1/01/2016

Senja di Beranda

Aku membayangkan menyajikan segelas kopi panas dan sepotong kue buatanku di sore itu. Menikmati senja berdua di beranda mungil rumah kita. Bercerita tentang perjalanan awan yang membentuk seraut wajah dengan senyum dan segala hal yang sedang dilakukannya. Sederhana, namun menurutku itu adalah hal romantis, berdua denganmu menikmati pergantian sore di kursi panjang dimana sering kita habiskan waktu bersama.

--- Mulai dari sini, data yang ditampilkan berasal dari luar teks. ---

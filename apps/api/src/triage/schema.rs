//! Strict validation of suggestion JSON, whether it came from the model or
//! from a confirm request.
//!
//! Decoding is closed at every level: an unknown key in the envelope, in
//! `context`, or in any payload shape is rejected. The envelope is checked
//! first, then the payload is decoded into the struct selected by `type`.

use chrono::{DateTime, Utc};
use serde::{Deserialize, Serialize};
use serde_json::{json, Value};
use thiserror::Error;

use crate::models::inbox::SuggestionType;

#[derive(Debug, Clone, PartialEq, Eq, Error)]
#[error("ai_schema_invalid: {reason}")]
pub struct SchemaError {
    pub reason: String,
}

impl SchemaError {
    fn new(reason: impl Into<String>) -> Self {
        SchemaError {
            reason: reason.into(),
        }
    }
}

// ──────────────────────────────────────────────
// Envelope
// ──────────────────────────────────────────────

#[derive(Debug, Deserialize)]
#[serde(deny_unknown_fields)]
struct Envelope {
    #[serde(rename = "type")]
    kind: String,
    title: String,
    #[serde(default)]
    confidence: Option<f64>,
    #[serde(default)]
    context: Option<EnvelopeContext>,
    needs_review: bool,
    payload: Value,
}

#[derive(Debug, Deserialize)]
#[serde(deny_unknown_fields, rename_all = "camelCase")]
struct EnvelopeContext {
    #[serde(default)]
    flag_id: Option<String>,
    #[serde(default)]
    subflag_id: Option<String>,
}

const REQUIRED_KEYS: [(&str, &str); 4] = [
    ("type", "type_required"),
    ("title", "title_required"),
    ("needs_review", "needs_review_required"),
    ("payload", "payload_required"),
];

// ──────────────────────────────────────────────
// Payload shapes
// ──────────────────────────────────────────────

#[derive(Debug, Clone, PartialEq, Serialize)]
#[serde(rename_all = "camelCase")]
pub struct TaskPayload {
    pub due_at: Option<DateTime<Utc>>,
}

#[derive(Debug, Clone, PartialEq, Serialize)]
pub struct ReminderPayload {
    pub at: DateTime<Utc>,
}

#[derive(Debug, Clone, PartialEq, Serialize)]
#[serde(rename_all = "camelCase")]
pub struct EventPayload {
    pub start: DateTime<Utc>,
    pub end: Option<DateTime<Utc>>,
    pub all_day: bool,
}

#[derive(Debug, Clone, PartialEq, Serialize)]
pub struct ShoppingItemPayload {
    pub title: String,
    pub quantity: Option<String>,
}

#[derive(Debug, Clone, PartialEq, Serialize)]
pub struct ShoppingPayload {
    pub items: Vec<ShoppingItemPayload>,
}

#[derive(Debug, Clone, PartialEq, Serialize)]
pub struct NotePayload {
    pub content: String,
}

/// A payload already checked against the shape its `type` demands.
#[derive(Debug, Clone, PartialEq)]
pub enum SuggestionPayload {
    Task(TaskPayload),
    Reminder(ReminderPayload),
    Event(EventPayload),
    Shopping(ShoppingPayload),
    Note(NotePayload),
}

impl SuggestionPayload {
    pub fn kind(&self) -> SuggestionType {
        match self {
            SuggestionPayload::Task(_) => SuggestionType::Task,
            SuggestionPayload::Reminder(_) => SuggestionType::Reminder,
            SuggestionPayload::Event(_) => SuggestionType::Event,
            SuggestionPayload::Shopping(_) => SuggestionType::Shopping,
            SuggestionPayload::Note(_) => SuggestionType::Note,
        }
    }

    /// Normalized JSON form: camelCase keys, UTC timestamps, defaults filled in.
    pub fn to_json(&self) -> Value {
        match self {
            SuggestionPayload::Task(p) => json!(p),
            SuggestionPayload::Reminder(p) => json!(p),
            SuggestionPayload::Event(p) => json!(p),
            SuggestionPayload::Shopping(p) => json!(p),
            SuggestionPayload::Note(p) => json!(p),
        }
    }
}

#[derive(Debug, Clone, PartialEq)]
pub struct ValidatedSuggestion {
    pub title: String,
    pub confidence: Option<f64>,
    /// Context ids exactly as the producer wrote them; not yet checked
    /// against anything the user owns.
    pub flag_id: Option<String>,
    pub subflag_id: Option<String>,
    pub needs_review: bool,
    pub payload: SuggestionPayload,
}

impl ValidatedSuggestion {
    pub fn kind(&self) -> SuggestionType {
        self.payload.kind()
    }
}

#[derive(Debug, Deserialize)]
#[serde(deny_unknown_fields, rename_all = "camelCase")]
struct RawTask {
    #[serde(default)]
    due_at: Option<String>,
}

#[derive(Debug, Deserialize)]
#[serde(deny_unknown_fields)]
struct RawReminder {
    #[serde(default)]
    at: Option<String>,
}

#[derive(Debug, Deserialize)]
#[serde(deny_unknown_fields, rename_all = "camelCase")]
struct RawEvent {
    #[serde(default)]
    start: Option<String>,
    #[serde(default)]
    end: Option<String>,
    #[serde(default)]
    all_day: Option<bool>,
}

#[derive(Debug, Deserialize)]
#[serde(deny_unknown_fields)]
struct RawShopping {
    #[serde(default)]
    items: Option<Vec<RawShoppingItem>>,
}

#[derive(Debug, Deserialize)]
#[serde(deny_unknown_fields)]
struct RawShoppingItem {
    #[serde(default)]
    title: Option<String>,
    #[serde(default)]
    quantity: Option<String>,
}

#[derive(Debug, Deserialize)]
#[serde(deny_unknown_fields)]
struct RawNote {
    #[serde(default)]
    content: Option<String>,
}

// ──────────────────────────────────────────────
// Validation
// ──────────────────────────────────────────────

/// Validates raw model output.
pub fn validate(raw: &str) -> Result<ValidatedSuggestion, SchemaError> {
    let value: Value =
        serde_json::from_str(raw.trim()).map_err(|e| SchemaError::new(e.to_string()))?;
    validate_value(value)
}

/// Validates an envelope that is already parsed JSON.
pub fn validate_value(value: Value) -> Result<ValidatedSuggestion, SchemaError> {
    let Some(object) = value.as_object() else {
        return Err(SchemaError::new("not_an_object"));
    };
    for (key, reason) in REQUIRED_KEYS {
        if !object.contains_key(key) {
            return Err(SchemaError::new(reason));
        }
    }

    let envelope: Envelope =
        serde_json::from_value(value).map_err(|e| SchemaError::new(e.to_string()))?;

    if envelope.kind.trim().is_empty() {
        return Err(SchemaError::new("type_required"));
    }
    let title = envelope.title.trim();
    if title.is_empty() {
        return Err(SchemaError::new("title_required"));
    }
    if let Some(c) = envelope.confidence {
        if !(0.0..=1.0).contains(&c) {
            return Err(SchemaError::new("confidence_out_of_range"));
        }
    }

    let payload = validate_payload(&envelope.kind, envelope.payload)?;
    let (flag_id, subflag_id) = match envelope.context {
        Some(ctx) => (ctx.flag_id, ctx.subflag_id),
        None => (None, None),
    };

    Ok(ValidatedSuggestion {
        title: title.to_string(),
        confidence: envelope.confidence,
        flag_id,
        subflag_id,
        needs_review: envelope.needs_review,
        payload,
    })
}

fn validate_payload(kind: &str, payload: Value) -> Result<SuggestionPayload, SchemaError> {
    if payload.is_null() {
        return Err(SchemaError::new("payload_required"));
    }
    match kind {
        "task" => {
            let raw: RawTask = decode_closed(payload)?;
            let due_at = raw.due_at.as_deref().map(parse_timestamp).transpose()?;
            Ok(SuggestionPayload::Task(TaskPayload { due_at }))
        }
        "reminder" => {
            let raw: RawReminder = decode_closed(payload)?;
            let at = non_blank(raw.at).ok_or_else(|| SchemaError::new("reminder_at_required"))?;
            Ok(SuggestionPayload::Reminder(ReminderPayload {
                at: parse_timestamp(&at)?,
            }))
        }
        "event" => {
            let raw: RawEvent = decode_closed(payload)?;
            let start =
                non_blank(raw.start).ok_or_else(|| SchemaError::new("event_start_required"))?;
            let start = parse_timestamp(&start)?;
            let end = match non_blank(raw.end) {
                Some(end) => {
                    let end = parse_timestamp(&end)?;
                    if end < start {
                        return Err(SchemaError::new("event_end_before_start"));
                    }
                    Some(end)
                }
                None => None,
            };
            Ok(SuggestionPayload::Event(EventPayload {
                start,
                end,
                all_day: raw.all_day.unwrap_or(false),
            }))
        }
        "shopping" => {
            let raw: RawShopping = decode_closed(payload)?;
            let raw_items = raw.items.unwrap_or_default();
            if raw_items.is_empty() {
                return Err(SchemaError::new("shopping_items_required"));
            }
            let items = raw_items
                .into_iter()
                .map(|item| {
                    let title = non_blank(item.title)
                        .ok_or_else(|| SchemaError::new("shopping_item_title_required"))?;
                    Ok(ShoppingItemPayload {
                        title,
                        quantity: non_blank(item.quantity),
                    })
                })
                .collect::<Result<Vec<_>, SchemaError>>()?;
            Ok(SuggestionPayload::Shopping(ShoppingPayload { items }))
        }
        "note" => {
            let raw: RawNote = decode_closed(payload)?;
            let content =
                non_blank(raw.content).ok_or_else(|| SchemaError::new("note_content_required"))?;
            Ok(SuggestionPayload::Note(NotePayload { content }))
        }
        _ => Err(SchemaError::new("invalid_type")),
    }
}

fn decode_closed<T: serde::de::DeserializeOwned>(payload: Value) -> Result<T, SchemaError> {
    serde_json::from_value(payload).map_err(|e| SchemaError::new(e.to_string()))
}

/// Trimmed value, or `None` when absent or blank.
fn non_blank(value: Option<String>) -> Option<String> {
    value
        .map(|v| v.trim().to_string())
        .filter(|v| !v.is_empty())
}

/// RFC3339 with or without fractional seconds, normalized to UTC.
fn parse_timestamp(value: &str) -> Result<DateTime<Utc>, SchemaError> {
    DateTime::parse_from_rfc3339(value.trim())
        .map(|t| t.with_timezone(&Utc))
        .map_err(|_| SchemaError::new("invalid_timestamp"))
}
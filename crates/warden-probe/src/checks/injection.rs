use super::{CheckKind, CheckResult};
use crate::client::ProbeClient;
use crate::types::ProbeRequest;
use serde_json::Value;
use tracing::info;

pub const SQL_PAYLOADS: [&str; 3] = [
    "' OR '1'='1",
    "'; DROP TABLE users; --",
    "1 UNION SELECT NULL, NULL, NULL",
];

pub const COMMAND_PAYLOADS: [&str; 3] = ["; ls -la", "| cat /etc/passwd", "` whoami `"];

/// Markers of OS account data leaking into a response
const ACCOUNT_MARKERS: [&str; 2] = ["root", "bin"];

pub async fn run(client: &ProbeClient) -> CheckResult {
    info!("Testing injection attacks");
    let mut result = CheckResult::new(CheckKind::Injection);

    for payload in SQL_PAYLOADS {
        let request = ProbeRequest::get("/api/services").query("search", payload);
        if let Some(resp) = client.send(request).await {
            if resp.is(200) && resp.json.as_ref().and_then(non_empty) == Some(true) {
                result.fail(format!("Potential SQL injection vulnerability: {}", payload));
            }
        }
    }

    for payload in COMMAND_PAYLOADS {
        let request = ProbeRequest::get("/api/services").query("name", payload);
        if let Some(resp) = client.send(request).await {
            if resp.is(200) && ACCOUNT_MARKERS.iter().any(|m| resp.body_contains(m)) {
                result.fail(format!("Potential command injection vulnerability: {}", payload));
            }
        }
    }

    result
}

/// Whether a decoded body holds anything. Scalars other than strings have
/// no length and are treated as undecidable.
fn non_empty(value: &Value) -> Option<bool> {
    match value {
        Value::Array(items) => Some(!items.is_empty()),
        Value::Object(map) => Some(!map.is_empty()),
        Value::String(s) => Some(!s.is_empty()),
        _ => None,
    }
}

#[cfg(test)]
mod tests {
    use super::*;
    use crate::checks::test_support::https_client;
    use crate::mock::MockReply;
    use crate::types::HttpMethod;
    use serde_json::json;

    #[test]
    fn test_non_empty() {
        assert_eq!(non_empty(&json!([1])), Some(true));
        assert_eq!(non_empty(&json!([])), Some(false));
        assert_eq!(non_empty(&json!({})), Some(false));
        assert_eq!(non_empty(&json!("x")), Some(true));
        assert_eq!(non_empty(&json!(3)), None);
        assert_eq!(non_empty(&Value::Null), None);
    }

    #[tokio::test]
    async fn test_empty_listing_passes() {
        let (client, mock) = https_client();
        mock.route(HttpMethod::Get, "/api/services", MockReply::json(200, json!([])))
            .await;

        let result = run(&client).await;
        assert!(result.passed());
        // Every payload was tried
        assert_eq!(mock.requests().await.len(), 6);
    }

    #[tokio::test]
    async fn test_sql_payload_returning_rows_fires_once_per_payload() {
        let (client, mock) = https_client();
        mock.route(
            HttpMethod::Get,
            "/api/services",
            MockReply::json(200, json!([{"id": 1, "name": "svc"}])),
        )
        .await;

        let result = run(&client).await;
        assert!(!result.passed());
        assert_eq!(
            result.issues(),
            [
                "Potential SQL injection vulnerability: ' OR '1'='1",
                "Potential SQL injection vulnerability: '; DROP TABLE users; --",
                "Potential SQL injection vulnerability: 1 UNION SELECT NULL, NULL, NULL",
            ]
        );
    }

    #[tokio::test]
    async fn test_command_output_fires() {
        let (client, mock) = https_client();
        mock.route_query(
            HttpMethod::Get,
            "/api/services",
            "name",
            "| cat /etc/passwd",
            MockReply::text(200, "root:x:0:0:root:/root:/bin/bash"),
        )
        .await;

        let result = run(&client).await;
        assert_eq!(
            result.issues(),
            ["Potential command injection vulnerability: | cat /etc/passwd"]
        );
    }

    #[tokio::test]
    async fn test_non_200_ignored() {
        let (client, mock) = https_client();
        mock.route(
            HttpMethod::Get,
            "/api/services",
            MockReply::text(500, "root bin [1]"),
        )
        .await;

        assert!(run(&client).await.passed());
    }
}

Bersandar di bahumu, mulai lah cerita tentang awan putih yang tersapu angin tak tentu arah seakan menari di langit merona kemerahan sedikit warna kuning, jingga juga ungu. Langit cerah angin yang berhembus perlahan menyapa ranting pepohonan untuk ukut serta menari menghibur semesta. Tak membutuhkan waktu lama kau biarkan kopi berada di cawan untuk menghangatkan tubuhmu.
"Apakah pelukanku masih belum sempurna menghangatkanmu sayang, hingga kau mencari kehangatan lain dari secangkir kopi di meja" rajukku menggodamu.
"Bukan begitu sayang, aku hanya ga sabar untuk menikmati kopi buatanmu yang sudah sedari tadi aku bayangkan, sampai panasnya sedikit membakar lidahku sekarang".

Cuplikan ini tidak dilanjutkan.